El Hombre S era un maestro de preparatoria que vivía con la comodidad de estar solo, sin exigencias de nadie. Había terminado la universidad con la idea de colocarse en un trabajo de donde fuera inamovible. En tanto que era disciplinado y nada conflictivo, pronto se ganó la simpatía del Sindicato, por lo que al paso de un año, ya tenía una plaza y un salario seguro. La Mujer, había estudiado psicología en una universidad privada; hija única, estaba acostumbrada a tener toda la atención sobre sí, a cumplir o que le cumplieran todos sus caprichos por idiotas que éstos fuesen.
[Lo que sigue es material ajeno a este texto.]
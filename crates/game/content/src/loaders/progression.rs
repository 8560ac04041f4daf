//! Progression table loader.

use std::path::Path;

use game_core::Progression;

use super::{LoadResult, read_file};

/// Loader for class/level progression tables from TOML files.
pub struct ProgressionLoader;

impl ProgressionLoader {
    /// Load and validate progression data from a TOML file.
    pub fn load(path: &Path) -> LoadResult<Progression> {
        let content = read_file(path)?;
        Self::parse(&content)
            .map_err(|e| anyhow::anyhow!("{}: {}", path.display(), e))
    }

    fn parse(content: &str) -> anyhow::Result<Progression> {
        let progression: Progression = toml::from_str(content)
            .map_err(|e| anyhow::anyhow!("failed to parse progression TOML: {}", e))?;
        progression
            .validate()
            .map_err(|e| anyhow::anyhow!("invalid progression tables: {}", e))?;
        Ok(progression)
    }
}
//! The movement actor.
//!
//! Wraps the opaque path-planning service behind a cancellable
//! "move to point" action. The mover never touches the action scheduler;
//! whether a move owns the slot (a Move action) or rides under another
//! action (a fighter closing in on its target) is the agent glue's
//! concern.

use glam::Vec3;

use crate::env::{PathOracle, PlannedPath};

/// Per-tick movement outcome.
#[derive(Clone, Copy, Debug, PartialEq, Eq)]
pub enum MoveProgress {
    /// No move in progress.
    Idle,
    /// Still walking the path.
    Moving,
    /// Reached the destination this tick; the mover is idle again.
    Arrived,
}

/// Cancellable move-to-point actor for one agent.
#[derive(Clone, Debug, Default)]
pub struct Mover {
    path: Option<PlannedPath>,
    next_corner: usize,
    speed_fraction: f32,
}

impl Mover {
    pub fn new() -> Self {
        Self::default()
    }

    /// Plans and starts a move. Returns `false` when the planner finds no
    /// path: "cannot move", not an error.
    pub fn begin(
        &mut self,
        from: Vec3,
        destination: Vec3,
        speed_fraction: f32,
        planner: &dyn PathOracle,
    ) -> bool {
        match planner.plan(from, destination) {
            Some(path) => {
                self.path = Some(path);
                self.next_corner = 0;
                self.speed_fraction = speed_fraction.clamp(0.0, 1.0);
                true
            }
            None => false,
        }
    }

    /// Starts walking a path planned by the caller (used when planning
    /// must succeed before an action slot is committed).
    pub fn adopt(&mut self, path: PlannedPath, speed_fraction: f32) {
        self.path = Some(path);
        self.next_corner = 0;
        self.speed_fraction = speed_fraction.clamp(0.0, 1.0);
    }

    /// Stops in place and drops the path. Safe to call at any time.
    pub fn cancel(&mut self) {
        self.path = None;
        self.next_corner = 0;
    }

    /// Current speed fraction; meaningful while a move is active.
    pub fn speed_fraction(&self) -> f32 {
        self.speed_fraction
    }

    pub fn is_active(&self) -> bool {
        self.path.is_some()
    }

    pub fn destination(&self) -> Option<Vec3> {
        self.path.as_ref().map(PlannedPath::destination)
    }

    /// Walking distance left to the destination.
    pub fn remaining_distance(&self, from: Vec3) -> f32 {
        self.path
            .as_ref()
            .map_or(0.0, |p| p.remaining_distance(from, self.next_corner))
    }

    /// Advances along the path, updating position and heading in place.
    pub fn advance(
        &mut self,
        pos: &mut Vec3,
        heading: &mut f32,
        max_speed: f32,
        tolerance: f32,
        dt: f32,
    ) -> MoveProgress {
        let Some(path) = &self.path else {
            return MoveProgress::Idle;
        };

        let mut travel = max_speed * self.speed_fraction * dt;
        let corners = path.points();

        while travel > 0.0 && self.next_corner < corners.len() {
            let corner = corners[self.next_corner];
            let to_corner = corner - *pos;
            let dist = to_corner.length();

            if dist <= travel {
                *pos = corner;
                travel -= dist;
                self.next_corner += 1;
            } else {
                let dir = to_corner / dist;
                *pos += dir * travel;
                *heading = dir.x.atan2(dir.z);
                travel = 0.0;
            }
        }

        if self.remaining_distance(*pos) <= tolerance {
            self.cancel();
            MoveProgress::Arrived
        } else {
            MoveProgress::Moving
        }
    }
}
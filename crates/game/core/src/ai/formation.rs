//! Formation coordination for a leader and its followers.
//!
//! A commanding leader propagates its own action to its followers (attack
//! the leader's target, or fall into formation behind a moving leader)
//! and computes the spatial slots: spaced rows behind the leader, each
//! row centered on the leader's axis.

use glam::Vec3;

use crate::world::AgentId;

/// Authored formation shape parameters.
#[derive(Clone, Copy, Debug, PartialEq)]
#[cfg_attr(feature = "serde", derive(serde::Serialize, serde::Deserialize))]
#[cfg_attr(feature = "serde", serde(default))]
pub struct FormationConfig {
    /// Units-per-row grows by this factor per added row.
    pub row_growth: u32,
    /// Meters between neighbouring slots.
    pub spacing: f32,
}

impl Default for FormationConfig {
    fn default() -> Self {
        Self {
            row_growth: 1,
            spacing: 2.0,
        }
    }
}

/// Leadership state attached to a commanding agent.
#[derive(Clone, Debug)]
pub struct Formation {
    config: FormationConfig,
    followers: Vec<AgentId>,
    /// Orders propagate only while the leader is commanding; releasing
    /// control returns followers to independent behavior.
    commanding: bool,
    /// Anchor the last slot assignment was computed from; slots are
    /// refreshed when the leader has moved away from it.
    last_anchor: Option<Vec3>,
}

impl Formation {
    pub fn new(config: FormationConfig) -> Self {
        Self {
            config,
            followers: Vec::new(),
            commanding: true,
            last_anchor: None,
        }
    }

    pub fn followers(&self) -> &[AgentId] {
        &self.followers
    }

    pub fn add_follower(&mut self, follower: AgentId) {
        if !self.followers.contains(&follower) {
            self.followers.push(follower);
        }
    }

    pub fn remove_follower(&mut self, follower: AgentId) {
        self.followers.retain(|f| *f != follower);
    }

    pub fn is_commanding(&self) -> bool {
        self.commanding
    }

    pub fn set_commanding(&mut self, commanding: bool) {
        self.commanding = commanding;
        self.last_anchor = None;
    }

    /// Whether slots need recomputing for this anchor.
    pub fn needs_refresh(&self, anchor: Vec3, threshold: f32) -> bool {
        self.last_anchor
            .map_or(true, |last| last.distance(anchor) > threshold)
    }

    pub fn mark_refreshed(&mut self, anchor: Vec3) {
        self.last_anchor = Some(anchor);
    }

    /// Computes one slot per follower: rows behind the leader, spaced by
    /// `spacing`, each row centered on the leader's forward axis.
    pub fn slots(&self, anchor: Vec3, heading: f32) -> Vec<Vec3> {
        let count = self.followers.len();
        if count == 0 {
            return Vec::new();
        }

        let (rows, per_row) = self.dimensions(count);
        let forward = Vec3::new(heading.sin(), 0.0, heading.cos());
        let right = Vec3::new(heading.cos(), 0.0, -heading.sin());

        let mut slots = Vec::with_capacity(count);
        let mut remaining = count;
        for row in 0..rows {
            let row_offset = anchor - forward * ((row + 1) as f32 * self.config.spacing);
            let width = remaining.min(per_row);
            let centering = right * (self.config.spacing * (width as f32 - 1.0) / 2.0);

            let mut cursor = row_offset - centering;
            for _ in 0..per_row {
                if remaining == 0 {
                    return slots;
                }
                slots.push(cursor);
                cursor += right * self.config.spacing;
                remaining -= 1;
            }
        }
        slots
    }

    /// Smallest row layout whose capacity covers `count`:
    /// `per_row = row_growth × rows`, capacity `rows × per_row`.
    fn dimensions(&self, count: usize) -> (usize, usize) {
        let mut rows = 0usize;
        let mut per_row = 0usize;
        let mut capacity = 0usize;
        while count > capacity {
            rows += 1;
            per_row = self.config.row_growth as usize * rows;
            capacity = rows * per_row;
        }
        (rows, per_row)
    }
}

#[cfg(test)]
mod tests {
    use super::*;

    fn formation_with(count: u32) -> Formation {
        let mut f = Formation::new(FormationConfig::default());
        for i in 0..count {
            f.add_follower(AgentId(i + 1));
        }
        f
    }

    #[test]
    fn one_follower_stands_behind_the_leader() {
        let f = formation_with(1);
        // Heading 0 = facing +Z, so "behind" is −Z.
        let slots = f.slots(Vec3::ZERO, 0.0);
        assert_eq!(slots.len(), 1);
        assert!((slots[0].z - -2.0).abs() < 1e-5);
        assert!(slots[0].x.abs() < 1e-5);
    }

    #[test]
    fn rows_grow_with_follower_count() {
        let f = formation_with(5);
        // Growth 1 capacities: 1, 4, 9. Five units need the 3×3 layout,
        // filling three slots in the first row and two in the second.
        let slots = f.slots(Vec3::ZERO, 0.0);
        assert_eq!(slots.len(), 5);
        // First row holds three slots at z = −2.
        assert!(slots[..3].iter().all(|s| (s.z - -2.0).abs() < 1e-5));
        assert!(slots[3..].iter().all(|s| (s.z - -4.0).abs() < 1e-5));
    }

    #[test]
    fn rows_are_centered_on_the_leader_axis() {
        let f = formation_with(3);
        let slots = f.slots(Vec3::ZERO, 0.0);
        let mean_x: f32 = slots.iter().map(|s| s.x).sum::<f32>() / slots.len() as f32;
        assert!(mean_x.abs() < 1e-4);
    }

    #[test]
    fn duplicate_followers_are_ignored() {
        let mut f = formation_with(2);
        f.add_follower(AgentId(1));
        assert_eq!(f.followers().len(), 2);
        f.remove_follower(AgentId(1));
        assert_eq!(f.followers().len(), 1);
    }

    #[test]
    fn refresh_tracks_leader_movement() {
        let mut f = formation_with(1);
        assert!(f.needs_refresh(Vec3::ZERO, 1.0));
        f.mark_refreshed(Vec3::ZERO);
        assert!(!f.needs_refresh(Vec3::new(0.5, 0.0, 0.0), 1.0));
        assert!(f.needs_refresh(Vec3::new(2.0, 0.0, 0.0), 1.0));
    }
}
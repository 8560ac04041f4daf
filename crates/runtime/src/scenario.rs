//! Scenario assembly: turning authored content into a live world.

use std::collections::BTreeMap;

use game_content::{ScenarioSpec, WeaponCatalog};
use game_core::{
    AgentId, AgentSpec, PatrolPath, Progression, Tuning, WeaponConfig, World,
};

use crate::error::{Result, RuntimeError};

/// Builds a [`World`] from a validated scenario spec, resolving weapon
/// and clan references through the catalog.
pub fn build_world(
    spec: &ScenarioSpec,
    catalog: &WeaponCatalog,
    progression: Progression,
    tuning: Tuning,
    seed: u64,
) -> Result<World> {
    let mut world = World::new(seed, tuning, progression);

    let mut clans = BTreeMap::new();
    for clan in &spec.clans {
        let id = world.declare_clan(clan.name.clone(), clan.alignment);
        clans.insert(clan.name.clone(), id);
    }

    let mut agents: BTreeMap<String, AgentId> = BTreeMap::new();
    for entry in &spec.agents {
        let clan = *clans
            .get(&entry.clan)
            .ok_or_else(|| RuntimeError::UnknownClan(entry.clan.clone()))?;
        let weapon = match &entry.weapon {
            Some(name) => catalog
                .get(name)
                .ok_or_else(|| RuntimeError::UnknownWeapon(name.clone()))?
                .clone(),
            None => WeaponConfig::unarmed(),
        };

        let mut agent_spec =
            AgentSpec::new(&entry.name, entry.class, entry.level, clan, entry.position)
                .with_weapon(weapon);
        agent_spec.heading = entry.heading;
        if let Some(ai) = entry.ai {
            agent_spec = match entry.patrol.as_ref().and_then(|p| PatrolPath::new(p.clone())) {
                Some(path) => agent_spec.with_patrol(ai, path),
                None => agent_spec.with_ai(ai),
            };
        }
        if let Some(formation) = entry.formation {
            agent_spec = agent_spec.with_formation(formation);
        }

        let id = world.spawn(agent_spec);
        tracing::debug!(agent = %entry.name, id = %id, clan = %entry.clan, "spawned");
        agents.insert(entry.name.clone(), id);
    }

    // Squad wiring happens after every member exists.
    for entry in &spec.agents {
        if let Some(leader_name) = &entry.leader {
            let leader = *agents
                .get(leader_name)
                .ok_or_else(|| RuntimeError::UnknownAgent(leader_name.clone()))?;
            let follower = agents[&entry.name];
            world.assign_follower(leader, follower);
        }
    }

    Ok(world)
}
De joven, había sido bonita, pero el exceso de maquillaje y la mala alimentación, a los treinta años la tenían hecha un esperpento: gorda, fofa y su cara la hacía lucir diez años mayor.

El Hombre S era de ideas pragmáticas: “trabaja, cobra, come y bebe café; de todos modos no cambiarás el mundo con romanticismos absurdos”. Ella, por el contrario, aspiraba a relacionarse sentimental mente con artistas e intelectuales pues eran los únicos que podían su carácter revolucionario y feminista. Bastaba con que un hombre flirteara con ella para de inmediato asumir aquello como un “macho haciendo alarde de sus genitales y cosificando a la mujer”.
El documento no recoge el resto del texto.